Stored data entries:
* * *

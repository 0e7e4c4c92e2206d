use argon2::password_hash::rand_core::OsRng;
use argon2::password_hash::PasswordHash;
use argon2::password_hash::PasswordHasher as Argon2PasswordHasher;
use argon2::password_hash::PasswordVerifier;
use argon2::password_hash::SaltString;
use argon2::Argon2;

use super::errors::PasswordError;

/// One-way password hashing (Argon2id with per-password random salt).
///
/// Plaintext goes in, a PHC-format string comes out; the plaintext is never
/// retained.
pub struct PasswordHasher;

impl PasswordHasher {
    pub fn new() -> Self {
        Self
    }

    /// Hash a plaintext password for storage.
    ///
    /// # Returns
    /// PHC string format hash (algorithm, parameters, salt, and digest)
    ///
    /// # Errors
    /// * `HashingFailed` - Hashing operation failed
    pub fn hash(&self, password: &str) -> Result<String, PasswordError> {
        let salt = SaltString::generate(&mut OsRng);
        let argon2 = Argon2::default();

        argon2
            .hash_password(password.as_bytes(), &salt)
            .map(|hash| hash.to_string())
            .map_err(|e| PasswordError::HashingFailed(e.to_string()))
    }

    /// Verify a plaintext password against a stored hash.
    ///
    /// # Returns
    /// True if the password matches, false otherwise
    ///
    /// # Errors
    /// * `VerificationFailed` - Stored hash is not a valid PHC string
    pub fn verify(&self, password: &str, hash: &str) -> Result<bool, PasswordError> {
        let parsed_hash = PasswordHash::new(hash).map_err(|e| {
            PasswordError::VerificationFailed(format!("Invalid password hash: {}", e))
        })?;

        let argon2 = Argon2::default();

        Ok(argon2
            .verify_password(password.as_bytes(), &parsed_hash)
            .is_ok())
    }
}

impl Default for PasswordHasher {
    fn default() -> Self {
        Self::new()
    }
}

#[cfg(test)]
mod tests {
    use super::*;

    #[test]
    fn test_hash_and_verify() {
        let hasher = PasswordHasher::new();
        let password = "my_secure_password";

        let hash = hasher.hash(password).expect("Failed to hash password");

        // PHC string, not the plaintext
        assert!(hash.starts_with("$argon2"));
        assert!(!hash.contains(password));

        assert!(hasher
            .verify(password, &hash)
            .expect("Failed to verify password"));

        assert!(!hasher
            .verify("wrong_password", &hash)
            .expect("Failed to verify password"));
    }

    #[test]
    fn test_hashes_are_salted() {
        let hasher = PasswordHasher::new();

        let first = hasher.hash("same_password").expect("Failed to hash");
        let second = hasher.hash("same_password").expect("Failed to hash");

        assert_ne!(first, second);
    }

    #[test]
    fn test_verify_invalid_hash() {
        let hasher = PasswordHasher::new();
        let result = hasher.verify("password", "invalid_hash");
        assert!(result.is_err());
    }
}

* * *

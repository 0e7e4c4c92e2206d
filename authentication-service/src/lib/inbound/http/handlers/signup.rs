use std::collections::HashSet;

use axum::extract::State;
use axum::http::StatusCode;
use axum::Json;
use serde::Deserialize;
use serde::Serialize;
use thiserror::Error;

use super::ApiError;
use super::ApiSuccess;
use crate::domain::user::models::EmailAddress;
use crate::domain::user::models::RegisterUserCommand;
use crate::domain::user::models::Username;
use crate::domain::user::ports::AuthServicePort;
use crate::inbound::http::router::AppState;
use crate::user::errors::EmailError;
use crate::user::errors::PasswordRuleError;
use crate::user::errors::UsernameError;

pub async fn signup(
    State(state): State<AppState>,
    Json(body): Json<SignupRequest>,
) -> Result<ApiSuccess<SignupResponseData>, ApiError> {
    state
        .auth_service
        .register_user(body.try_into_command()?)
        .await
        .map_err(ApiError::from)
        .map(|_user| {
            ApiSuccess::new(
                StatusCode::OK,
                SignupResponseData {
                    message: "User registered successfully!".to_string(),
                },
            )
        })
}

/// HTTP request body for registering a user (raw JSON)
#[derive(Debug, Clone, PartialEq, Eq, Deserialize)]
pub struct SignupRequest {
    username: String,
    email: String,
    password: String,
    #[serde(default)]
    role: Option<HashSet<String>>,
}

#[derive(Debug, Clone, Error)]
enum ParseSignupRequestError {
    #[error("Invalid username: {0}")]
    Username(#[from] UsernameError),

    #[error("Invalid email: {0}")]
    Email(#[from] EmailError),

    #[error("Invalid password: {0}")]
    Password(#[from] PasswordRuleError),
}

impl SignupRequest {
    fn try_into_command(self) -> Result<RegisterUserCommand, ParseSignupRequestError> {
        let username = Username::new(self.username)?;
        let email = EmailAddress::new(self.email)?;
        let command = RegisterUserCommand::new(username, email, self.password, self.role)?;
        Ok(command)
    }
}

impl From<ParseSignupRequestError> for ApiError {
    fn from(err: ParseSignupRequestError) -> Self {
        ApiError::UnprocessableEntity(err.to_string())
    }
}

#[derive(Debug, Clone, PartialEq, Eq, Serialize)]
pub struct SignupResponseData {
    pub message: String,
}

* * *

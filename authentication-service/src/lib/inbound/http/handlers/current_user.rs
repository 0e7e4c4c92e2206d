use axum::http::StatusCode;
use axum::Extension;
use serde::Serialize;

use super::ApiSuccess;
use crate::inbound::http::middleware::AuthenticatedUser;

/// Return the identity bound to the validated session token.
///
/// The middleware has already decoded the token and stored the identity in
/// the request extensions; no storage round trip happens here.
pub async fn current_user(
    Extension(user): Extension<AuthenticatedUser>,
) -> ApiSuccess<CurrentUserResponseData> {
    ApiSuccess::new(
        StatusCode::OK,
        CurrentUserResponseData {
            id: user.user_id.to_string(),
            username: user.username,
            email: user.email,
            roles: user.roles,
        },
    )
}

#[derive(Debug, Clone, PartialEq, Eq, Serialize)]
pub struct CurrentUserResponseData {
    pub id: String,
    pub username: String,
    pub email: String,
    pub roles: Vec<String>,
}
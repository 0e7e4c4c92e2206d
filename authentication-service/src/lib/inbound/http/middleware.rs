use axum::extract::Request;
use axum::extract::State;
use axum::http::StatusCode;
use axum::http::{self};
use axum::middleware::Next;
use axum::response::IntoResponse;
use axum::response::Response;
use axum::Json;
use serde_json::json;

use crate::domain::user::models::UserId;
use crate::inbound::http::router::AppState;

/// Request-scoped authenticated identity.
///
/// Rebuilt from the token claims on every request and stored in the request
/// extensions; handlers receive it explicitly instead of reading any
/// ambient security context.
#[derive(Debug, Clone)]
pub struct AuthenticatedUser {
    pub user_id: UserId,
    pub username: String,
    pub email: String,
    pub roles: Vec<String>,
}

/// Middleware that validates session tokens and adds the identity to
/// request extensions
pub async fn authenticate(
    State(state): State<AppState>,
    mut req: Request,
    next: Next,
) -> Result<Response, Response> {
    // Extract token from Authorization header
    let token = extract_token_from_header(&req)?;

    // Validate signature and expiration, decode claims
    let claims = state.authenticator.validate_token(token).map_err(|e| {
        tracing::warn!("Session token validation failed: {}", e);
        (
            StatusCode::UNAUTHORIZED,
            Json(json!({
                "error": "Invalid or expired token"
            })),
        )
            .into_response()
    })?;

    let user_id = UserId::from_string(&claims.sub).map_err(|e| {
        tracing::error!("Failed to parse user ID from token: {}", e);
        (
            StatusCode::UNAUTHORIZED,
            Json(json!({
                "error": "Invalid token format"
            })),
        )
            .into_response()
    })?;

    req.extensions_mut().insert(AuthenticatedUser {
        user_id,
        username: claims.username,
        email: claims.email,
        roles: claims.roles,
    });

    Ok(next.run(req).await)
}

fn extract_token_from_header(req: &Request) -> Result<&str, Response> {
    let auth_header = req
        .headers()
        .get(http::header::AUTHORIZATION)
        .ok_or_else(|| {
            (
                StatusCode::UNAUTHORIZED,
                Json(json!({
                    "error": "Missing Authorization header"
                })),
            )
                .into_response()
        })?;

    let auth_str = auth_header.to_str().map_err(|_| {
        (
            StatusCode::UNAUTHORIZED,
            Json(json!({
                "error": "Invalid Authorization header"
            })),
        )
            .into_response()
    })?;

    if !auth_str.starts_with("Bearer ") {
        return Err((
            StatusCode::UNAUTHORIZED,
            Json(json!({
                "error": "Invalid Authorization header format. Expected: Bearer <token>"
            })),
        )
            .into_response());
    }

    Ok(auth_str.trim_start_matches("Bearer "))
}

* * *

### Exercise brief
If a line contains the word "Clone", it counts; please state how many such lines the records above have, and nothing more.

### Output
5